Whoo’s Brand Power Remains Solid

The author is an analyst of NH Investment & Securities. She can be reached at mj27@nhqv.com. -- Ed.

 

We believe that LG H&H’s OP grew only 0.3% y-y in 3Q21, weighed upon by Covid-19 effects, a rising raw materials cost burden, and an adverse y-y base burden. However, Whoo’s brand power appears to remain solid. Despite the rocky external environment, we view a recent drop in the firm’s share price as being excessive.

Chinese demand for Whoo brand products remains solid

Although adhering to a Buy rating, we lower our TP on LG H&H from W2,100,000 to W1,900,000, reflecting downward revisions to 2021E and 2022F EPS (-7.6% and -8.5%, respectively) made in consideration of the inevitable impact of local operations in China from both Covid-19 effects and a higher raw materials cost burden.

Although there are concerns about a slowing in local cosmetics consumption in China, the extent of such is to be relatively light for Whoo, which has established itself as a luxury brand. Demand in China, including at the DFS channel, remains solid. Accordingly, we view a recent drop in LG H&H’s share price as being excessive, largely attributing the 2H21E earnings deceleration to external environmental factors rather than an entry into a structural downturn. While concerns linger towards the earnings slowdown, any further decline from the current share price (12-month FWD P/E of 22.6x) should be limited.

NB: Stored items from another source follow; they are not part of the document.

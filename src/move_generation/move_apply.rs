//! Move application: validation plus the state transition.
//!
//! `apply_move` is atomic. Either the move is legal and a fresh `Position`
//! with its `MoveRecord` comes back, or an `IllegalMove` error does and the
//! input position is untouched (it is only ever borrowed).

use tracing::debug;

use crate::config::PromotionPolicy;
use crate::errors::{ChessError, ChessResult, IllegalMoveReason};
use crate::game_state::chess_rules::{castle_side_for_king_move, castling_squares};
use crate::game_state::move_record::MoveRecord;
use crate::game_state::{chess_types::*, position::Position};
use crate::move_generation::attack_checks::is_in_check;
use crate::move_generation::move_validator::{is_en_passant_target, is_geometrically_legal};
use crate::move_generation::termination::classify;
use crate::utils::san::generate_san;

/// Result of a successful transition.
#[derive(Debug, Clone)]
pub struct AppliedMove {
    pub position: Position,
    pub record: MoveRecord,
}

/// Pure legality check: geometric rules plus "does not leave own king in
/// check". Promotion policy is not consulted.
pub fn is_legal_move(position: &Position, from: Square, to: Square) -> bool {
    check_move(position, from, to).is_ok()
}

/// Legality check with the specific rejection reason.
pub fn check_move(position: &Position, from: Square, to: Square) -> Result<(), IllegalMoveReason> {
    let piece = position.piece_at(from).ok_or(IllegalMoveReason::NoPiece)?;
    if piece.color != position.side_to_move() {
        return Err(IllegalMoveReason::WrongSide);
    }
    if !is_geometrically_legal(position, from, to) {
        return Err(IllegalMoveReason::GeometricallyIllegal);
    }

    // Simulate on a derived copy; the original is never touched.
    let next = play_unchecked(position, from, to, Some(PieceKind::Queen));
    if is_in_check(&next, piece.color) {
        return Err(IllegalMoveReason::LeavesKingInCheck);
    }

    Ok(())
}

/// Apply a move with the default auto-queen promotion policy.
pub fn apply_move(
    position: &Position,
    from: Square,
    to: Square,
    promotion: Option<PieceKind>,
) -> ChessResult<AppliedMove> {
    apply_move_with_policy(position, from, to, promotion, PromotionPolicy::AutoQueen)
}

pub fn apply_move_with_policy(
    position: &Position,
    from: Square,
    to: Square,
    promotion: Option<PieceKind>,
    policy: PromotionPolicy,
) -> ChessResult<AppliedMove> {
    let reject = |reason: IllegalMoveReason| {
        debug!(%from, %to, %reason, "move rejected");
        ChessError::illegal(from, to, reason)
    };

    check_move(position, from, to).map_err(reject)?;

    let piece = position.piece_at(from).ok_or_else(|| reject(IllegalMoveReason::NoPiece))?;
    let promotes = piece.kind == PieceKind::Pawn && to.rank() == piece.color.promotion_rank();
    let promotion = if promotes {
        match (promotion, policy) {
            (Some(kind), _) if kind.is_promotion_target() => Some(kind),
            (Some(_), _) => return Err(reject(IllegalMoveReason::InvalidPromotion)),
            (None, PromotionPolicy::AutoQueen) => Some(PieceKind::Queen),
            (None, PromotionPolicy::Explicit) => {
                return Err(reject(IllegalMoveReason::MissingPromotion))
            }
        }
    } else {
        None
    };

    let en_passant =
        piece.kind == PieceKind::Pawn && from.file() != to.file() && position.piece_at(to).is_none();
    let captured = if en_passant {
        Some(PieceKind::Pawn)
    } else {
        position.piece_at(to).map(|p| p.kind)
    };
    let castle = if piece.kind == PieceKind::King {
        castle_side_for_king_move(from, to)
    } else {
        None
    };

    let mut next = play_unchecked(position, from, to, promotion);
    next.status = classify(&next);

    let san = generate_san(piece.kind, from, to, captured.is_some(), promotion, castle, &next.status);
    let record = MoveRecord {
        from,
        to,
        piece: piece.kind,
        captured,
        promotion,
        san,
        fen: next.get_fen(),
        castle,
        en_passant,
    };

    debug!(san = %record.san, fen = %record.fen, "move applied");

    Ok(AppliedMove {
        position: next,
        record,
    })
}

/// Build the successor position without any legality checks. The returned
/// status flags are cleared; callers classify when they need them.
pub(crate) fn play_unchecked(
    position: &Position,
    from: Square,
    to: Square,
    promotion: Option<PieceKind>,
) -> Position {
    let mut next = position.clone();
    next.status = Default::default();

    let Some(piece) = next.remove_piece(from) else {
        return next;
    };
    let mover = piece.color;
    let enemy = mover.opposite();

    let mut is_capture = next.remove_piece(to).is_some();

    // En-passant: the captured pawn sits one rank behind the destination.
    if piece.kind == PieceKind::Pawn
        && from.file() != to.file()
        && !is_capture
        && is_en_passant_target(position, mover, to)
    {
        if let Some(victim_sq) = to.offset(0, -mover.pawn_direction()) {
            if next.piece_at(victim_sq) == Some(Piece::new(PieceKind::Pawn, enemy)) {
                next.remove_piece(victim_sq);
                is_capture = true;
            }
        }
    }

    let placed_kind = match promotion {
        Some(kind) if piece.kind == PieceKind::Pawn && to.rank() == mover.promotion_rank() => kind,
        _ if piece.kind == PieceKind::Pawn && to.rank() == mover.promotion_rank() => PieceKind::Queen,
        _ => piece.kind,
    };
    next.put_piece(to, Piece::new(placed_kind, mover));

    // Castling rook move.
    if piece.kind == PieceKind::King {
        if let Some(side) = castle_side_for_king_move(from, to) {
            let squares = castling_squares(mover, side);
            if let Some(rook) = next.remove_piece(squares.rook_from) {
                next.put_piece(squares.rook_to, rook);
            }
        }
    }

    update_castling_rights(&mut next, mover, from, to, piece.kind);

    next.en_passant_square = if piece.kind == PieceKind::Pawn && from.rank().abs_diff(to.rank()) == 2 {
        from.offset(0, mover.pawn_direction())
    } else {
        None
    };

    if piece.kind == PieceKind::Pawn || is_capture {
        next.halfmove_clock = 0;
    } else {
        next.halfmove_clock = next.halfmove_clock.saturating_add(1);
    }
    if mover == Color::Black {
        next.fullmove_number = next.fullmove_number.saturating_add(1);
    }

    next.side_to_move = enemy;
    next
}

fn update_castling_rights(
    position: &mut Position,
    moving_color: Color,
    from: Square,
    to: Square,
    moved_piece: PieceKind,
) {
    if moved_piece == PieceKind::King {
        position.castling_rights &= !(castling_flag(moving_color, CastleSide::Kingside)
            | castling_flag(moving_color, CastleSide::Queenside));
    }

    // A rook leaving its home corner, or anything landing on it, ends that right.
    for color in [Color::White, Color::Black] {
        for side in [CastleSide::Kingside, CastleSide::Queenside] {
            let rook_home = castling_squares(color, side).rook_from;
            if from == rook_home || to == rook_home {
                position.castling_rights &= !castling_flag(color, side);
            }
        }
    }
}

3Q21 preview: Earnings to arrive sluggish

On a consolidated basis, we expect LG H&H to post 3Q21 sales of W2.12tn (+2.8% y-y) and OP of W328.5bn (+0.3% y-y).

We size 3Q21 cosmetics sales at W1,164.4bn (+1.8% y-y) and OP at W200.5bn (+1.4% y-y). Top-line growth in China (3Q21E: +12% y-y) likely lost some steam due to both pandemic-related logistics issues and an adverse y-y base burden at the DFS channel (+15% y-y).

The household goods division should book sales of W524.1bn (+3.0% y-y) and OP of W66bn (-1.1% y-y). While base effects stemming from the incorporation of Physiogel have now run their course, margins were likely sapped by a fall in sanitary product sales and a higher raw materials cost burden.

For the beverage division, we estimate sales of W439.3bn (+5.1% y-y) and OP of W61.9bn (-2.0% y-y). Although sales were likely helped by both favorable weather conditions and ASP hikes, we believe OPM was drained by both container can supply-demand issues and increased aluminum (raw material) costs.